Câncer de mama: o desafio do século XXI

Cientistas sugerem células que podem ser úteis na identificação de mulheres propensas a desenvolver a doença

Por Murilo Barbosa

 

(Foto: Shutterstock)

Seja branca ou morena, rica ou pobre, acadêmica ou analfabeta, daqui ou de lá: o câncer de mama é um mal que assombra mulheres pelo mundo todo. Segundo dados da Organização Mundial de Saúde (OMS), é o tipo de câncer que mais acomete o sexo feminino, criando 1,38 milhões de novos casos todos os anos. No Brasil, o Ministério da Saúde (MS) estima aproximadamente 53 mil diagnósticos da doença a cada 12 meses.

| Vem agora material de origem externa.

//! Release host backed by the `gh` CLI
//!
//! Unlike git, gh runs with the caller's environment: it authenticates
//! through GH_TOKEN / GITHUB_TOKEN.

use super::ReleaseHost;
use crate::core::error::{GitError, RailError, RailResult};
use crate::core::exec::{CommandOutput, CommandRunner, CommandSpec};
use serde::Deserialize;
use std::path::PathBuf;
use std::sync::Arc;
use std::time::Duration;

/// State of one remote workflow run as reported by the host
#[derive(Debug, Clone, PartialEq, Eq, Deserialize)]
pub struct WorkflowRun {
  #[serde(rename = "databaseId", default)]
  pub id: u64,
  #[serde(default)]
  pub status: String,
  #[serde(default)]
  pub conclusion: String,
  #[serde(default)]
  pub url: String,
}

#[derive(Deserialize)]
struct ReleaseView {
  #[serde(default)]
  assets: Vec<ReleaseAsset>,
}

#[derive(Deserialize)]
struct ReleaseAsset {
  name: String,
}

impl WorkflowRun {
  pub fn is_complete(&self) -> bool {
    self.status == "completed"
  }

  pub fn succeeded(&self) -> bool {
    self.is_complete() && self.conclusion == "success"
  }
}

pub struct GhHost {
  runner: Arc<dyn CommandRunner>,
  cwd: PathBuf,
  /// `owner/name`; when None gh infers the repository from the work tree
  repo: Option<String>,
  timeout: Duration,
}

impl GhHost {
  pub fn new(runner: Arc<dyn CommandRunner>, cwd: PathBuf, repo: Option<String>, timeout: Duration) -> Self {
    Self {
      runner,
      cwd,
      repo,
      timeout,
    }
  }

  fn gh_cmd(&self, args: &[&str]) -> CommandSpec {
    let mut spec = CommandSpec::new("gh", self.timeout)
      .args(args.iter().copied())
      .current_dir(&self.cwd)
      .env("GH_PROMPT_DISABLED", "1")
      .env("NO_COLOR", "1");
    if let Some(repo) = &self.repo {
      spec = spec.args(["--repo", repo.as_str()]);
    }
    spec
  }

  fn run_checked(&self, operation: &str, args: &[&str]) -> RailResult<CommandOutput> {
    let output = self.runner.run(&self.gh_cmd(args))?;
    if !output.success() {
      return Err(RailError::Git(GitError::HostFailed {
        operation: operation.to_string(),
        stderr: output.combined(),
      }));
    }
    Ok(output)
  }

  /// Dispatch a workflow run with string inputs
  pub fn trigger_workflow(&self, workflow: &str, git_ref: &str, inputs: &[(String, String)]) -> RailResult<()> {
    let fields: Vec<String> = inputs.iter().map(|(k, v)| format!("{}={}", k, v)).collect();
    let mut args = vec!["workflow", "run", workflow, "--ref", git_ref];
    for field in &fields {
      args.extend(["-f", field.as_str()]);
    }
    self.run_checked("workflow run", &args)?;
    Ok(())
  }

  /// Most recent run of `workflow` on `branch`
  pub fn latest_run(&self, workflow: &str, branch: &str) -> RailResult<Option<WorkflowRun>> {
    let output = self.run_checked(
      "run list",
      &[
        "run",
        "list",
        "--workflow",
        workflow,
        "--branch",
        branch,
        "--limit",
        "1",
        "--json",
        "databaseId,status,conclusion,url",
      ],
    )?;
    let runs: Vec<WorkflowRun> = serde_json::from_str(output.stdout.trim())?;
    Ok(runs.into_iter().next())
  }

  pub fn run_status(&self, run_id: u64) -> RailResult<WorkflowRun> {
    let id = run_id.to_string();
    let output = self.run_checked(
      "run view",
      &["run", "view", &id, "--json", "databaseId,status,conclusion,url"],
    )?;
    Ok(serde_json::from_str(output.stdout.trim())?)
  }
}

impl ReleaseHost for GhHost {
  fn create_release(&self, tag: &str, title: &str, notes: &str) -> RailResult<String> {
    let output = self.run_checked(
      "release create",
      &["release", "create", tag, "--verify-tag", "--title", title, "--notes", notes],
    )?;
    Ok(output.stdout.trim().to_string())
  }

  fn upload_assets(&self, tag: &str, files: &[PathBuf]) -> RailResult<()> {
    let files: Vec<String> = files.iter().map(|f| f.to_string_lossy().into_owned()).collect();
    let mut args = vec!["release", "upload", tag, "--clobber"];
    args.extend(files.iter().map(String::as_str));
    self.run_checked("release upload", &args)?;
    Ok(())
  }

  fn edit_notes(&self, tag: &str, notes: &str) -> RailResult<()> {
    self.run_checked("release edit", &["release", "edit", tag, "--notes", notes])?;
    Ok(())
  }

  fn delete_release(&self, tag: &str) -> RailResult<()> {
    self.run_checked("release delete", &["release", "delete", tag, "--yes"])?;
    Ok(())
  }

  fn release_exists(&self, tag: &str) -> RailResult<bool> {
    let output = self.runner.run(&self.gh_cmd(&["release", "view", tag, "--json", "url"]))?;
    Ok(output.success())
  }

  fn release_assets(&self, tag: &str) -> RailResult<Vec<String>> {
    let output = self.run_checked("release view", &["release", "view", tag, "--json", "assets"])?;
    let view: ReleaseView = serde_json::from_str(output.stdout.trim())?;
    Ok(view.assets.into_iter().map(|asset| asset.name).collect())
  }
}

A dona de casa Iraci de Fátima Barneze, 52, foi acometida pelo câncer de mama em 2010 e venceu a doença com muito esforço. “Aos 48 anos percebi que tinha um nódulo no seio esquerdo. Procurei o médico, fiz todos os exames e o diagnóstico mostrou que era câncer de mama. Em menos de um ano passei por radioterapia, quimioterapia e fui submetida à cirurgia de quadrante. Foi uma batalha e tinha dias em que acordava muito depressiva, mas graças a Deus, hoje posso dizer que venci o câncer”, relata a dona de casa. Estudo divulgado no periódico científico Stem Cell Reports® suscita reflexões sobre a origem do câncer de mama. O trabalho, desenvolvido pelos cientistas David Gilley (Estados Unidos) e Connie Eaves (Canadá), sugere que uma classe de células precursoras da mama tem as extremidades dos cromossomos, que carregam o código DNA, muito curtas. Essa extremidade, denominada telômero, é incumbida de “proteger” o DNA. Conforme o artigo publicado na Stem Cell Reports®, se o telômero for curto demais a célula fica propensa a sofrer mutações que podem levar ao desenvolvimento do câncer. Em comunicado, os pesquisadores declararam que as células descobertas podem ser úteis para identificar mulheres com risco de desenvolver a doença.

Especialista em Genética, o biólogo Renato do Carmo Levorato avalia o trabalho feito pelos norte-americanos como de relevância para a ciência, mas considera prematuro referenciá-lo como solução na busca das causas do câncer. “Em termos práticos, de imediato, não podemos tomar este estudo para aplicação em pesquisas. Ele traz informações que colaboram ao entendimento das causas do câncer, mas ele (o câncer) se estabelece por diversos fatores. Podemos verificar casos de pacientes com telômeros longos, sem tendências às alterações genéticas nestas estruturas e que mesmo assim têm a doença”, explica Levorato.